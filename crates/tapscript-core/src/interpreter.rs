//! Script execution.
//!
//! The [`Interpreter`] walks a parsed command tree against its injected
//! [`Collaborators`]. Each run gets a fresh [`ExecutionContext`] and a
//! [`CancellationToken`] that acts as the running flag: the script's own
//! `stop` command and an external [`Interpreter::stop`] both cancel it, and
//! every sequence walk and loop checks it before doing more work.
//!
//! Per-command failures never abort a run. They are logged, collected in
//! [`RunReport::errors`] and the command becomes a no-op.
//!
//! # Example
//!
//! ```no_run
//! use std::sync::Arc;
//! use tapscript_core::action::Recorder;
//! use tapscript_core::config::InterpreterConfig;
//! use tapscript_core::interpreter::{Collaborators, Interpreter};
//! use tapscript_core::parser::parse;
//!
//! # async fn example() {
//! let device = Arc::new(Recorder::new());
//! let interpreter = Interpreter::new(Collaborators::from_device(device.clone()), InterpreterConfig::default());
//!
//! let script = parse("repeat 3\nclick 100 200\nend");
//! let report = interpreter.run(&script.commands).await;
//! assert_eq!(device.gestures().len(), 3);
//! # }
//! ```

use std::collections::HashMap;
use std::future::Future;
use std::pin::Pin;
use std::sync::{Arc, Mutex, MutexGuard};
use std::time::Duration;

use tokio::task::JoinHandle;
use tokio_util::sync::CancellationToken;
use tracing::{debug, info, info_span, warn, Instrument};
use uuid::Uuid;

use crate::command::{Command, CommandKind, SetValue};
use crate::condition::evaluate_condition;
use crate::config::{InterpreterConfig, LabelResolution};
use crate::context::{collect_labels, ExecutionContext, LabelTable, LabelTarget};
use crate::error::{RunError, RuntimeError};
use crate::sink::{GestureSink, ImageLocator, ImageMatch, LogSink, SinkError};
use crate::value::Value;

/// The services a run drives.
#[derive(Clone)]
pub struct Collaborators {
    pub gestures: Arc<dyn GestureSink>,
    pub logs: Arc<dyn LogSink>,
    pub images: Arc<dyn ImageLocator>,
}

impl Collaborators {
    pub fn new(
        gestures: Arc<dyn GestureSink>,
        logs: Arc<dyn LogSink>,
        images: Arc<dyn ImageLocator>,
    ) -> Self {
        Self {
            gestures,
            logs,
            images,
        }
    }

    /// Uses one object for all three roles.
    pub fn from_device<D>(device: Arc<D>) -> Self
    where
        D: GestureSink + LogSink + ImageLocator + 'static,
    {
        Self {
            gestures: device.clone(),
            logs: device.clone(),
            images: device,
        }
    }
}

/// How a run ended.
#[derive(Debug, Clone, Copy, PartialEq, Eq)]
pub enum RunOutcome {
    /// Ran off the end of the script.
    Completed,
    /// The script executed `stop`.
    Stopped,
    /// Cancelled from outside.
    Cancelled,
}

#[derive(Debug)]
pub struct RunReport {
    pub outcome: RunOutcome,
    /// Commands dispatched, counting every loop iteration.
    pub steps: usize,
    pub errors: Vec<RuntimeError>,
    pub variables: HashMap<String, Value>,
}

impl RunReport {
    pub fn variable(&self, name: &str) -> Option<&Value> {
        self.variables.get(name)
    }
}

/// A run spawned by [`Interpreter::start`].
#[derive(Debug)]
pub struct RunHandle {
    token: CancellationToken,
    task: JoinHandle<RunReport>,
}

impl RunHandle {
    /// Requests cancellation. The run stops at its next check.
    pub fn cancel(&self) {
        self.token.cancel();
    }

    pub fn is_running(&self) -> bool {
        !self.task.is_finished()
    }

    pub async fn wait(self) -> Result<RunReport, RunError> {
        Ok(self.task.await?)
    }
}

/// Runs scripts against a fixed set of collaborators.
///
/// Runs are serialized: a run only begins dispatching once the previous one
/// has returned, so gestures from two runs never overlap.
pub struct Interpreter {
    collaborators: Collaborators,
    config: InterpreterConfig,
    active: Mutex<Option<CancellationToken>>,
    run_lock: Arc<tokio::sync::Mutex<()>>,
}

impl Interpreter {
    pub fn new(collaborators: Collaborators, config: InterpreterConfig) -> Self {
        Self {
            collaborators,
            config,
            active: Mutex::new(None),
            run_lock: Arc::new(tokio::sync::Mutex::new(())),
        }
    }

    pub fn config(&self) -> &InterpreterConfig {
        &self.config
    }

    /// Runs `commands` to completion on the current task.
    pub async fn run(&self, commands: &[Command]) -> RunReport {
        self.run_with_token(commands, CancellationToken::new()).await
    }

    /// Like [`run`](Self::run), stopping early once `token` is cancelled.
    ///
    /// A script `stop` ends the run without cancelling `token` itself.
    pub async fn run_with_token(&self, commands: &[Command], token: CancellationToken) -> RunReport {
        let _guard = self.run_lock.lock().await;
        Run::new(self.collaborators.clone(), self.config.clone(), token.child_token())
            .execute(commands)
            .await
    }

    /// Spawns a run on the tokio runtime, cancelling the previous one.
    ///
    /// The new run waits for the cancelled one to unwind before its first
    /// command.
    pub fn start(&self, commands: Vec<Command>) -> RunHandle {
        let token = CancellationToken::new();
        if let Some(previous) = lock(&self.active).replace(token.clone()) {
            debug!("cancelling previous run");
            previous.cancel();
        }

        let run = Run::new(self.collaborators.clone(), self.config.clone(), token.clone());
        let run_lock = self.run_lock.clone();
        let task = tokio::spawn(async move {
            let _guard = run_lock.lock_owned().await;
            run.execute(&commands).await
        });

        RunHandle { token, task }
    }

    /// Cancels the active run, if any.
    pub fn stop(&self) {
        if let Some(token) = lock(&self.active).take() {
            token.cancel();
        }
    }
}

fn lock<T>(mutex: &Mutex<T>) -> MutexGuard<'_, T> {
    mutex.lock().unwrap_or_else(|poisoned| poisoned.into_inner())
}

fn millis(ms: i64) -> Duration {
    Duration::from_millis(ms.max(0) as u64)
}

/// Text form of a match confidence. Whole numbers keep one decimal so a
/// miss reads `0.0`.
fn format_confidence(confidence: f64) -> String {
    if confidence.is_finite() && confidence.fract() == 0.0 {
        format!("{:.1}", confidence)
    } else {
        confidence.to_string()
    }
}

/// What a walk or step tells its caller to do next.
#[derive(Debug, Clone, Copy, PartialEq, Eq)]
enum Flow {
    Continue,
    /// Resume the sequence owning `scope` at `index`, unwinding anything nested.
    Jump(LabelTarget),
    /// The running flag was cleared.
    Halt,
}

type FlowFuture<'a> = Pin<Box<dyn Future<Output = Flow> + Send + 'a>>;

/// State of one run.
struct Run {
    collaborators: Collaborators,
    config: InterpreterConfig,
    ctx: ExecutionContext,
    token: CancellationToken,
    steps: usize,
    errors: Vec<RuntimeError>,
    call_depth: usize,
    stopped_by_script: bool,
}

=======

• Work item:
Pull every line containing "bool" from the material above.

• Reply:
    pub fn is_running(&self) -> bool {
    stopped_by_script: bool,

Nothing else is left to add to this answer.